### [EXTRACTED RECORDS]
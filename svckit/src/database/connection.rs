use futures::stream::BoxStream;

use crate::errors::ClientError;
use crate::types::{BatchJob, ColumnSpec, ColumnValue};

pub type RowStream = BoxStream<'static, Result<Vec<ColumnValue>, ClientError>>;

/// Result of a read: column metadata plus a lazily fetched row stream.
pub struct QueryRows {
    pub columns: Vec<ColumnSpec>,
    pub rows: RowStream,
}

impl QueryRows {
    pub fn new(columns: Vec<ColumnSpec>, rows: RowStream) -> Self {
        Self { columns, rows }
    }
}

/// Session seam shared by every worker. Implementations must be safe for
/// concurrent use and apply their own retry policy internally.
#[async_trait::async_trait]
pub trait DatabaseConnection: Send + Sync {
    /// Executes every entry of `batch` as one unlogged batch. All-or-nothing.
    async fn execute_batch(&self, batch: &BatchJob) -> Result<(), ClientError>;

    async fn query_iter(&self, statement: &str) -> Result<QueryRows, ClientError>;
}
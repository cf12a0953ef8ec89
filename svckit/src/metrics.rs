use lazy_static::lazy_static;
use prometheus::{
    register_histogram_vec, register_int_counter_vec, Encoder, HistogramVec, IntCounterVec,
    TextEncoder,
};

lazy_static! {
    pub static ref DATABASE_OPERATION_DURATION: HistogramVec = register_histogram_vec!(
        "database_operation_duration_seconds",
        "Database operation duration in seconds",
        &["operation", "status"]
    ).unwrap();

    pub static ref OPERATION_COUNTER: IntCounterVec = register_int_counter_vec!(
        "operations_total",
        "Total number of operations",
        &["operation", "status"]
    ).unwrap();

    pub static ref RETRY_COUNTER: IntCounterVec = register_int_counter_vec!(
        "operation_retries_total",
        "Total number of operation resubmissions",
        &["operation"]
    ).unwrap();
}

pub fn record_operation(operation: &str, success: bool, duration: f64) {
    let status = if success { "success" } else { "failure" };
    DATABASE_OPERATION_DURATION
        .with_label_values(&[operation, status])
        .observe(duration);
    OPERATION_COUNTER
        .with_label_values(&[operation, status])
        .inc();
}

pub fn record_retry(operation: &str) {
    RETRY_COUNTER.with_label_values(&[operation]).inc();
}

/// Text exposition of everything registered in the default registry.
pub fn render() -> String {
    let mut buffer = Vec::new();
    if TextEncoder::new().encode(&prometheus::gather(), &mut buffer).is_err() {
        return String::new();
    }
    String::from_utf8(buffer).unwrap_or_default()
}
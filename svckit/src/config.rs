use serde::{Deserialize, Serialize};
use std::time::Duration;

use crate::types::ConsistencyLevel;

#[derive(Debug, Clone, Serialize, Deserialize)]
pub struct DatabaseConfig {
    /// Contact point as `host:port`.
    pub endpoint: String,
    pub region: String,
    pub username: Option<String>,
    pub password: Option<String>,
    pub consistency: ConsistencyLevel,
    pub connection_timeout: Duration,
    pub request_timeout: Duration,
}

impl Default for DatabaseConfig {
    fn default() -> Self {
        Self {
            endpoint: "localhost:9042".to_string(),
            region: "us-east-1".to_string(),
            username: None,
            password: None,
            consistency: ConsistencyLevel::LocalQuorum,
            connection_timeout: Duration::from_secs(5),
            request_timeout: Duration::from_secs(12),
        }
    }
}

#[derive(Debug, Clone, Serialize, Deserialize)]
pub struct RetryConfig {
    pub min_backoff: Duration,
    pub max_backoff: Duration,
    pub max_attempts: u32,
}

impl Default for RetryConfig {
    fn default() -> Self {
        Self {
            min_backoff: Duration::from_millis(100),
            max_backoff: Duration::from_secs(10),
            max_attempts: 3,
        }
    }
}

/// Serde adapter for human-readable durations such as `"1s"` or `"250ms"`.
pub mod duration_str {
    use serde::{Deserialize, Deserializer};
    use std::time::Duration;

    pub fn deserialize<'de, D>(deserializer: D) -> Result<Duration, D::Error>
    where
        D: Deserializer<'de>,
    {
        let raw = String::deserialize(deserializer)?;
        humantime::parse_duration(raw.trim()).map_err(serde::de::Error::custom)
    }
}

#[cfg(test)]
mod tests {
    use super::*;

    #[derive(Deserialize)]
    struct Wrapper {
        #[serde(with = "duration_str")]
        value: Duration,
    }

    fn parse(raw: &str) -> Result<Duration, String> {
        let wrapper = serde::de::value::MapDeserializer::<_, serde::de::value::Error>::new(
            [("value", raw)].into_iter(),
        );
        Wrapper::deserialize(wrapper)
            .map(|w| w.value)
            .map_err(|e| e.to_string())
    }

    #[test]
    fn test_duration_str_accepts_humantime() {
        assert_eq!(parse("1s").unwrap(), Duration::from_secs(1));
        assert_eq!(parse("250ms").unwrap(), Duration::from_millis(250));
        assert_eq!(parse("1m 30s").unwrap(), Duration::from_secs(90));
    }

    #[test]
    fn test_duration_str_rejects_garbage() {
        assert!(parse("soon").is_err());
    }

    #[test]
    fn test_retry_defaults() {
        let retry = RetryConfig::default();
        assert_eq!(retry.min_backoff, Duration::from_millis(100));
        assert_eq!(retry.max_backoff, Duration::from_secs(10));
        assert_eq!(retry.max_attempts, 3);
    }
}
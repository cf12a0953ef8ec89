use std::sync::Arc;
use std::time::Duration;
use tokio::time::Instant;
use tracing::{error, info};

use svckit::{
    database::{DatabaseConnection, QueryBuilder},
    errors::ClientError,
    ids::IdGenerator,
    metrics,
    types::BatchJob,
};

#[derive(Debug, Clone)]
pub struct InsertSettings {
    pub table: String,
    pub insert_limit: u64,
    pub insert_duration: Duration,
    pub batch_capacity: usize,
}

#[derive(Debug, Clone)]
pub struct InsertRunStats {
    pub count: u64,
    pub batches: u64,
    pub start_time: Instant,
}

impl InsertRunStats {
    fn new() -> Self {
        Self {
            count: 0,
            batches: 0,
            start_time: Instant::now(),
        }
    }

    pub fn elapsed(&self) -> Duration {
        self.start_time.elapsed()
    }
}

/// Generates rows and flushes them as idempotent unlogged batches until
/// either the row limit or the time budget is reached.
pub struct BatchInsertPipeline<G: IdGenerator> {
    worker: usize,
    conn: Arc<dyn DatabaseConnection>,
    ids: G,
    settings: InsertSettings,
}

impl<G: IdGenerator> BatchInsertPipeline<G> {
    pub fn new(
        worker: usize,
        conn: Arc<dyn DatabaseConnection>,
        ids: G,
        settings: InsertSettings,
    ) -> Self {
        Self {
            worker,
            conn,
            ids,
            settings,
        }
    }

    pub async fn run(mut self) -> Result<InsertRunStats, ClientError> {
        let mut stats = InsertRunStats::new();
        let statement = QueryBuilder::build_insert_query(&self.settings.table);
        let mut job = BatchJob::new(self.settings.batch_capacity);

        for _ in 0..self.settings.insert_limit {
            let id = self.ids.next_id().map_err(|e| {
                error!("worker {}: uid error: {}", self.worker, e);
                e
            })?;
            job.push(QueryBuilder::build_insert_entry(&statement, &id));
            stats.count += 1;

            if job.is_full() {
                Self::flush(self.conn.as_ref(), self.worker, &job, &mut stats).await?;
                job = BatchJob::new(self.settings.batch_capacity);
                info!(
                    "worker {}: inserted: count={} elapsed={:?}",
                    self.worker,
                    stats.count,
                    stats.elapsed()
                );
            }

            // Only cancellation point; never interrupts an in-flight batch.
            if stats.elapsed() >= self.settings.insert_duration {
                break;
            }
        }

        if !job.is_empty() {
            Self::flush(self.conn.as_ref(), self.worker, &job, &mut stats).await?;
        }

        info!(
            "worker {}: inserted: count={} batches={} elapsed={:?}",
            self.worker,
            stats.count,
            stats.batches,
            stats.elapsed()
        );
        Ok(stats)
    }

    async fn flush(
        conn: &dyn DatabaseConnection,
        worker: usize,
        job: &BatchJob,
        stats: &mut InsertRunStats,
    ) -> Result<(), ClientError> {
        let start = Instant::now();
        let result = conn.execute_batch(job).await;
        metrics::record_operation("batch", result.is_ok(), start.elapsed().as_secs_f64());

        if let Err(e) = result {
            error!("worker {}: execute batch error: {}", worker, e);
            return Err(e);
        }
        stats.batches += 1;
        Ok(())
    }
}

#[cfg(test)]
mod tests {
    use super::*;
    use crate::testing::{FakeConnection, SequentialIds};
    use svckit::ids::TimeOrderedIdGenerator;
    use std::collections::HashSet;

    fn settings(limit: u64, duration: Duration, capacity: usize) -> InsertSettings {
        InsertSettings {
            table: "demo.demo1".to_string(),
            insert_limit: limit,
            insert_duration: duration,
            batch_capacity: capacity,
        }
    }

    #[tokio::test]
    async fn test_full_batches_then_partial_flush() {
        let conn = Arc::new(FakeConnection::new());
        let pipeline = BatchInsertPipeline::new(
            0,
            conn.clone(),
            SequentialIds::default(),
            settings(95, Duration::from_secs(60), 30),
        );

        let stats = pipeline.run().await.unwrap();

        assert_eq!(stats.count, 95);
        assert_eq!(stats.batches, 4);
        assert_eq!(conn.batch_sizes(), vec![30, 30, 30, 5]);
    }

    #[tokio::test]
    async fn test_entries_are_idempotent_inserts_in_generation_order() {
        let conn = Arc::new(FakeConnection::new());
        let pipeline = BatchInsertPipeline::new(
            0,
            conn.clone(),
            SequentialIds::default(),
            settings(3, Duration::from_secs(60), 30),
        );
        pipeline.run().await.unwrap();

        let batches = conn.batches();
        assert_eq!(batches.len(), 1);
        let ids: Vec<String> = batches[0]
            .entries()
            .iter()
            .map(|entry| {
                assert!(entry.is_idempotent());
                assert_eq!(entry.statement(), "insert into demo.demo1 (id, name) values (?,?)");
                assert_eq!(entry.arguments()[0], entry.arguments()[1]);
                entry.arguments()[0].to_string()
            })
            .collect();
        assert_eq!(ids, vec!["id-0", "id-1", "id-2"]);
    }

    #[tokio::test]
    async fn test_elapsed_budget_still_flushes_partial_batch() {
        let conn = Arc::new(FakeConnection::new());
        let pipeline = BatchInsertPipeline::new(
            0,
            conn.clone(),
            SequentialIds::default(),
            settings(1_000, Duration::ZERO, 30),
        );

        let stats = pipeline.run().await.unwrap();

        assert_eq!(stats.count, 1);
        assert_eq!(conn.batch_sizes(), vec![1]);
    }

    #[tokio::test(start_paused = true)]
    async fn test_budget_checked_after_each_row() {
        // Each flush takes 10ms of (paused) time; the 25ms budget trips after the third flush.
        let conn = Arc::new(FakeConnection::new().with_batch_latency(Duration::from_millis(10)));
        let pipeline = BatchInsertPipeline::new(
            0,
            conn.clone(),
            SequentialIds::default(),
            settings(1_000, Duration::from_millis(25), 2),
        );

        let stats = pipeline.run().await.unwrap();

        assert_eq!(stats.count, 6);
        assert_eq!(conn.batch_sizes(), vec![2, 2, 2]);
        assert_eq!(conn.total_entries(), stats.count);
    }

    #[tokio::test]
    async fn test_no_duplicate_ids_within_worker() {
        let conn = Arc::new(FakeConnection::new());
        let pipeline = BatchInsertPipeline::new(
            0,
            conn.clone(),
            TimeOrderedIdGenerator::new(),
            settings(200, Duration::from_secs(60), 30),
        );
        pipeline.run().await.unwrap();

        let ids: HashSet<String> = conn
            .batches()
            .iter()
            .flat_map(|b| b.entries().iter().map(|e| e.arguments()[0].to_string()).collect::<Vec<_>>())
            .collect();
        assert_eq!(ids.len(), 200);
    }

    #[tokio::test]
    async fn test_batch_failure_is_fatal() {
        let conn = Arc::new(FakeConnection::new().failing_batch_at(1));
        let pipeline = BatchInsertPipeline::new(
            0,
            conn.clone(),
            SequentialIds::default(),
            settings(95, Duration::from_secs(60), 30),
        );

        let err = pipeline.run().await.unwrap_err();

        assert!(matches!(err, ClientError::BatchError(_)));
        // The first batch landed; nothing after the failed one was attempted.
        assert_eq!(conn.batch_sizes(), vec![30]);
    }

    #[tokio::test]
    async fn test_id_generation_failure_is_fatal() {
        let conn = Arc::new(FakeConnection::new());
        let pipeline = BatchInsertPipeline::new(
            0,
            conn.clone(),
            SequentialIds::failing_after(5),
            settings(95, Duration::from_secs(60), 30),
        );

        let err = pipeline.run().await.unwrap_err();

        assert!(matches!(err, ClientError::IdGenerationError(_)));
        assert!(conn.batches().is_empty());
    }
}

### [EXERCISE DETAILS]
Beginning with the line that contains "async fn test_batch_failure_is_fatal()", return every line to the end of the listing, unchanged, and nothing else.

### [ANSWER TO THE EXERCISE]
    async fn test_batch_failure_is_fatal() {
        let conn = Arc::new(FakeConnection::new().failing_batch_at(1));
        let pipeline = BatchInsertPipeline::new(
            0,
            conn.clone(),
            SequentialIds::default(),
            settings(95, Duration::from_secs(60), 30),
        );

        let err = pipeline.run().await.unwrap_err();

        assert!(matches!(err, ClientError::BatchError(_)));
        // The first batch landed; nothing after the failed one was attempted.
        assert_eq!(conn.batch_sizes(), vec![30]);
    }

    #[tokio::test]
    async fn test_id_generation_failure_is_fatal() {
        let conn = Arc::new(FakeConnection::new());
        let pipeline = BatchInsertPipeline::new(
            0,
            conn.clone(),
            SequentialIds::failing_after(5),
            settings(95, Duration::from_secs(60), 30),
        );

        let err = pipeline.run().await.unwrap_err();

        assert!(matches!(err, ClientError::IdGenerationError(_)));
        assert!(conn.batches().is_empty());
    }
}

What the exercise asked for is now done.